[Python-checkins] CVS: python/nondist/peps pep-0288.txt,NONE,1.1

Barry Warsaw bwarsaw@users.sourceforge.net
Mon, 01 Apr 2002 08:10:21 -0800


Update of /cvsroot/python/python/nondist/peps
In directory usw-pr-cvs1:/tmp/cvs-serv24035

Added Files:
	pep-0288.txt 
Log Message:
PEP 288, Generators Attributes and Exceptions, Hettinger


--- NEW FILE: pep-0288.txt ---
PEP: 288
Title: Generators Attributes and Exceptions
Version: $Revision: 1.1 $
Last-Modified: $Date: 2002/04/01 16:10:19 $
Author: python@rcn.com (Raymond D. Hettinger)
Status: Deferred
Type: Standards Track
Created: 21-Mar-2002
Python-Version: 2.4
Post-History:


Abstract

    This PEP introduces ideas for enhancing the generators introduced
    in Python version 2.2 [1].  The goal is to increase the
    convenience, utility, and power of generators by providing a
    mechanism for passing data into a generator and for triggering
    exceptions inside a generator.

    These mechanisms were first proposed along with two other
    generator tools in PEP 279 [7].  They were split-off to this
    separate PEP to allow the ideas more time to mature and for
    alternatives to be considered.


Rationale

    Python 2.2 introduced the concept of an iterable interface as
    proposed in PEP 234 [2].  The iter() factory function was provided
    as common calling convention and deep changes were made to use
    iterators as a unifying theme throughout Python.  The unification
    came in the form of establishing a common iterable interface for
    mappings, sequences, and file objects.

    Generators, as proposed in PEP 255 [1], were introduced as a means for
    making it easier to create iterators, especially ones with complex
    internal execution or variable states.  

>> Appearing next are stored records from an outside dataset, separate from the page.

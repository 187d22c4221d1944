//! TIFF format constants
//!
//! Constants used throughout the TIFF reading and writing code, replacing
//! magic numbers with descriptive names.

/// TIFF header constants
pub mod header {
    /// Standard TIFF version number (42)
    pub const TIFF_VERSION: u16 = 42;

    /// BigTIFF version number (43)
    pub const BIG_TIFF_VERSION: u16 = 43;

    /// "II" byte order marker for little-endian
    pub const LITTLE_ENDIAN_MARKER: [u8; 2] = [0x49, 0x49];

    /// "MM" byte order marker for big-endian
    pub const BIG_ENDIAN_MARKER: [u8; 2] = [0x4D, 0x4D];

    /// BigTIFF offset size (8 bytes)
    pub const BIGTIFF_OFFSET_SIZE: u16 = 8;
}

/// Field types defined by TIFF 6.0 and BigTIFF
pub mod field_types {
    pub const BYTE: u16 = 1;       // 8-bit unsigned integer
    pub const ASCII: u16 = 2;      // 8-bit byte containing ASCII character
    pub const SHORT: u16 = 3;      // 16-bit unsigned integer
    pub const LONG: u16 = 4;       // 32-bit unsigned integer
    pub const RATIONAL: u16 = 5;   // Two LONGs: numerator and denominator
    pub const SBYTE: u16 = 6;      // 8-bit signed integer
    pub const UNDEFINED: u16 = 7;  // 8-bit byte with unspecified format
    pub const SSHORT: u16 = 8;     // 16-bit signed integer
    pub const SLONG: u16 = 9;      // 32-bit signed integer
    pub const SRATIONAL: u16 = 10; // Two SLONGs: numerator and denominator
    pub const FLOAT: u16 = 11;     // Single precision IEEE floating point
    pub const DOUBLE: u16 = 12;    // Double precision IEEE floating point
    pub const LONG8: u16 = 16;     // BigTIFF 64-bit unsigned integer
    pub const SLONG8: u16 = 17;    // BigTIFF 64-bit signed integer
    pub const IFD8: u16 = 18;      // BigTIFF 64-bit IFD offset
}

/// TIFF tags read or written by this crate
pub mod tags {
    pub const NEW_SUBFILE_TYPE: u16 = 254;         // Subfile data descriptor
    pub const IMAGE_WIDTH: u16 = 256;              // Width of the image in pixels
    pub const IMAGE_LENGTH: u16 = 257;             // Height of the image in pixels
    pub const BITS_PER_SAMPLE: u16 = 258;          // Bits per component
    pub const COMPRESSION: u16 = 259;              // Compression scheme
    pub const PHOTOMETRIC_INTERPRETATION: u16 = 262; // Color space of image data
    pub const STRIP_OFFSETS: u16 = 273;            // Offsets to the data strips
    pub const SAMPLES_PER_PIXEL: u16 = 277;        // Number of components per pixel
    pub const ROWS_PER_STRIP: u16 = 278;           // Rows per strip of data
    pub const STRIP_BYTE_COUNTS: u16 = 279;        // Bytes counts for strips
    pub const PLANAR_CONFIGURATION: u16 = 284;     // How components are stored
    pub const PREDICTOR: u16 = 317;                // Prediction scheme used on image data
    pub const TILE_WIDTH: u16 = 322;               // Width of a tile
    pub const TILE_LENGTH: u16 = 323;              // Length of a tile
    pub const TILE_OFFSETS: u16 = 324;             // Offsets to the data tiles
    pub const TILE_BYTE_COUNTS: u16 = 325;         // Byte counts for tiles
    pub const SAMPLE_FORMAT: u16 = 339;            // Interpretation of sample data

    // GeoTIFF tags
    pub const MODEL_PIXEL_SCALE_TAG: u16 = 33550;   // Pixel size in map units
    pub const MODEL_TIEPOINT_TAG: u16 = 33922;      // Links raster to world coordinates
    pub const MODEL_TRANSFORMATION_TAG: u16 = 34264; // Transformation matrix
    pub const GEO_KEY_DIRECTORY_TAG: u16 = 34735;   // GeoTIFF keys structure
}

/// GeoKeys read from the GeoKeyDirectory
pub mod geo_keys {
    pub const RASTER_TYPE: u16 = 1025;     // GTRasterTypeGeoKey
    pub const PIXEL_IS_AREA: u16 = 1;      // Tiepoints refer to pixel corners
    pub const PIXEL_IS_POINT: u16 = 2;     // Tiepoints refer to pixel centers
}

/// Compression types
pub mod compression {
    pub const NONE: u16 = 1;              // No compression
    pub const DEFLATE: u16 = 8;           // Adobe Deflate (zlib)
    pub const DEFLATE_OBSOLETE: u16 = 32946; // Pre-standard Deflate code, same stream format
    pub const ZSTD: u16 = 14;             // Zstandard compression
}

/// Photometric interpretation values
pub mod photometric {
    pub const BLACK_IS_ZERO: u16 = 1;     // Minimum value is black
}

/// Planar configuration values
pub mod planar_config {
    pub const CHUNKY: u16 = 1;            // Components stored interleaved (RGBRGBRGB)
    pub const PLANAR: u16 = 2;            // Components stored separately (RRR...GGG...BBB)
}

/// Sample format values
pub mod sample_format {
    pub const UNSIGNED: u16 = 1;          // Unsigned integer data
    pub const SIGNED: u16 = 2;            // Signed integer data
    pub const IEEEFP: u16 = 3;            // IEEE floating point data
}

/// Predictor values
pub mod predictor {
    pub const NONE: u16 = 1;                    // No prediction scheme
    pub const HORIZONTAL_DIFFERENCING: u16 = 2; // Horizontal differencing
}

    The next step in the evolution of generators is to extend the
    syntax of the 'yield' keyword to enable generator parameter
    passing.  The resulting increase in power simplifies the creation
    of consumer streams which have a complex execution state and/or
    variable state.

    A better alternative being considered is to allow generators to
    accept attribute assignments.  This allows data to be passed in a
    standard Python fashion.

    A related evolutionary step is to add a generator method to enable
    exceptions to be passed to a generator.  Currently, there is no
    clean method for triggering exceptions from outside the generator.
    Also, generator exception passing helps mitigate the try/finally
    prohibition for generators.
  
    These suggestions are designed to take advantage of the existing
    implementation and require little additional effort to
    incorporate.  They are backwards compatible and require no new
    keywords.  They are being recommended for Python version 2.4.


Reference Implementation

    There is not currently a CPython implementation; however, a
    simulation module written in pure Python is available on
    SourceForge [5].  The simulation is meant to allow direct
    experimentation with the proposal.

    There is also a module [6] with working source code for all of the
    examples used in this PEP.  It serves as a test suite for the
    simulator and it documents how each of the feature works in
    practice.

    The authors and implementers of PEP 255 [1] were contacted to
    provide their assessment of whether the enhancement was going to
    be straight-forward to implement and require only minor
    modification of the existing generator code.  Neil felt the
    assertion was correct.  Ka-Ping thought so also.  GvR said he
    could believe that it was true.  Tim did not have an opportunity
    to give an assessment.


Specification for Generator Parameter Passing

    1. Allow 'yield' to assign a value as in:

        def mygen():
            while 1:
                x = yield None
                print x

    2. Let the .next() method take a value to pass to the generator as in:

        g = mygen()
        g.next()       # runs the generator until the first 'yield'
        g.next(1)      # '1' is bound to 'x' in mygen(), then printed
        g.next(2)      # '2' is bound to 'x' in mygen(), then printed

    The control flow of 'yield' and 'next' is unchanged by this
    proposal.  The only change is that a value can be sent into the
    generator.  By analogy, consider the quality improvement from
    GOSUB (which had no argument passing mechanism) to modern
    procedure calls (which can pass in arguments and return values).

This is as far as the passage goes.